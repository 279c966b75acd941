use bridge_traits::error::BridgeError;
use std::path::PathBuf;
use thiserror::Error;

#[derive(Error, Debug)]
pub enum RestoreError {
    #[error("Malformed remote snapshot: {0}")]
    MalformedSnapshot(String),

    #[error("No projects available: no project named '{default_project}' and no personal project")]
    NoProjectsAvailable { default_project: String },

    #[error("Ambiguous match for '{name}': {} candidates ({})", candidates.len(), candidates.join(", "))]
    AmbiguousMatch {
        name: String,
        candidates: Vec<String>,
    },

    #[error("Version conflict on workflow {workflow_id}: {message}")]
    VersionConflict {
        workflow_id: String,
        message: String,
    },

    #[error("License restriction: {0}")]
    LicenseRestricted(String),

    #[error("Invalid workflow id format: {0}")]
    InvalidIdFormat(String),

    #[error("Manifest error at line {line}: {message}")]
    Manifest { line: usize, message: String },

    #[error("Failed to scan {path}: {message}")]
    Scan { path: PathBuf, message: String },

    #[error("Invalid sync state: {0}")]
    InvalidState(String),

    #[error("Invalid state transition from {from} to {to}")]
    InvalidStateTransition { from: String, to: String },

    #[error("Configuration error: {0}")]
    Config(#[from] core_runtime::Error),

    #[error(transparent)]
    Bridge(#[from] BridgeError),

    #[error("IO error: {0}")]
    Io(#[from] std::io::Error),
}

impl RestoreError {
    /// Errors that abort the current stage
    pub fn is_fatal(&self) -> bool {
        !matches!(
            self,
            RestoreError::AmbiguousMatch { .. }
                | RestoreError::VersionConflict { .. }
                | RestoreError::LicenseRestricted(_)
                | RestoreError::InvalidIdFormat(_)
                | RestoreError::Scan { .. }
        )
    }
}

pub type Result<T> = std::result::Result<T, RestoreError>;

#[cfg(test)]
mod tests {
    use super::*;

    #[test]
    fn test_ambiguous_match_lists_candidates() {
        let error = RestoreError::AmbiguousMatch {
            name: "Untitled".to_string(),
            candidates: vec!["wf1".to_string(), "wf2".to_string()],
        };

        assert_eq!(
            error.to_string(),
            "Ambiguous match for 'Untitled': 2 candidates (wf1, wf2)"
        );
        assert!(!error.is_fatal());
    }

    #[test]
    fn test_snapshot_errors_are_fatal() {
        assert!(RestoreError::MalformedSnapshot("bad".to_string()).is_fatal());
        assert!(RestoreError::NoProjectsAvailable {
            default_project: "Personal".to_string()
        }
        .is_fatal());
    }
}
//! # Core Runtime Module
//!
//! Provides foundational runtime infrastructure for the workflow restore engine:
//! - Logging and tracing infrastructure
//! - Restore configuration with fail-fast validation
//! - Event bus system
//!
//! ## Overview
//!
//! This crate contains the runtime utilities that the engine and providers
//! depend on. It establishes the logging conventions, the configuration
//! builder, and the event broadcasting mechanism used throughout the system.

pub mod config;
pub mod error;
pub mod events;
pub mod logging;

pub use error::{Error, Result};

_ _ _ _

▸ What the task requires:
Your task is to reproduce all the data exactly as shown.

▸ Answer box:
repository 279c966b75acd941
use bridge_traits::error::BridgeError;
use std::path::PathBuf;
use thiserror::Error;

#[derive(Error, Debug)]
pub enum RestoreError {
    #[error("Malformed remote snapshot: {0}")]
    MalformedSnapshot(String),

    #[error("No projects available: no project named '{default_project}' and no personal project")]
    NoProjectsAvailable { default_project: String },

    #[error("Ambiguous match for '{name}': {} candidates ({})", candidates.len(), candidates.join(", "))]
    AmbiguousMatch {
        name: String,
        candidates: Vec<String>,
    },

    #[error("Version conflict on workflow {workflow_id}: {message}")]
    VersionConflict {
        workflow_id: String,
        message: String,
    },

    #[error("License restriction: {0}")]
    LicenseRestricted(String),

    #[error("Invalid workflow id format: {0}")]
    InvalidIdFormat(String),

    #[error("Manifest error at line {line}: {message}")]
    Manifest { line: usize, message: String },

    #[error("Failed to scan {path}: {message}")]
    Scan { path: PathBuf, message: String },

    #[error("Invalid sync state: {0}")]
    InvalidState(String),

    #[error("Invalid state transition from {from} to {to}")]
    InvalidStateTransition { from: String, to: String },

    #[error("Configuration error: {0}")]
    Config(#[from] core_runtime::Error),

    #[error(transparent)]
    Bridge(#[from] BridgeError),

    #[error("IO error: {0}")]
    Io(#[from] std::io::Error),
}

impl RestoreError {
    /// Errors that abort the current stage
    pub fn is_fatal(&self) -> bool {
        !matches!(
            self,
            RestoreError::AmbiguousMatch { .. }
                | RestoreError::VersionConflict { .. }
                | RestoreError::LicenseRestricted(_)
                | RestoreError::InvalidIdFormat(_)
                | RestoreError::Scan { .. }
        )
    }
}

pub type Result<T> = std::result::Result<T, RestoreError>;

#[cfg(test)]
mod tests {
    use super::*;

    #[test]
    fn test_ambiguous_match_lists_candidates() {
        let error = RestoreError::AmbiguousMatch {
            name: "Untitled".to_string(),
            candidates: vec!["wf1".to_string(), "wf2".to_string()],
        };

        assert_eq!(
            error.to_string(),
            "Ambiguous match for 'Untitled': 2 candidates (wf1, wf2)"
        );
        assert!(!error.is_fatal());
    }

    #[test]
    fn test_snapshot_errors_are_fatal() {
        assert!(RestoreError::MalformedSnapshot("bad".to_string()).is_fatal());
        assert!(RestoreError::NoProjectsAvailable {
            default_project: "Personal".to_string()
        }
        .is_fatal());
    }
}
//! # Core Runtime Module
//!
//! Provides foundational runtime infrastructure for the workflow restore engine:
//! - Logging and tracing infrastructure
//! - Restore configuration with fail-fast validation
//! - Event bus system
//!
//! ## Overview
//!
//! This crate contains the runtime utilities that the engine and providers
//! depend on. It establishes the logging conventions, the configuration
//! builder, and the event broadcasting mechanism used throughout the system.

pub mod config;
pub mod error;
pub mod events;
pub mod logging;

pub use error::{Error, Result};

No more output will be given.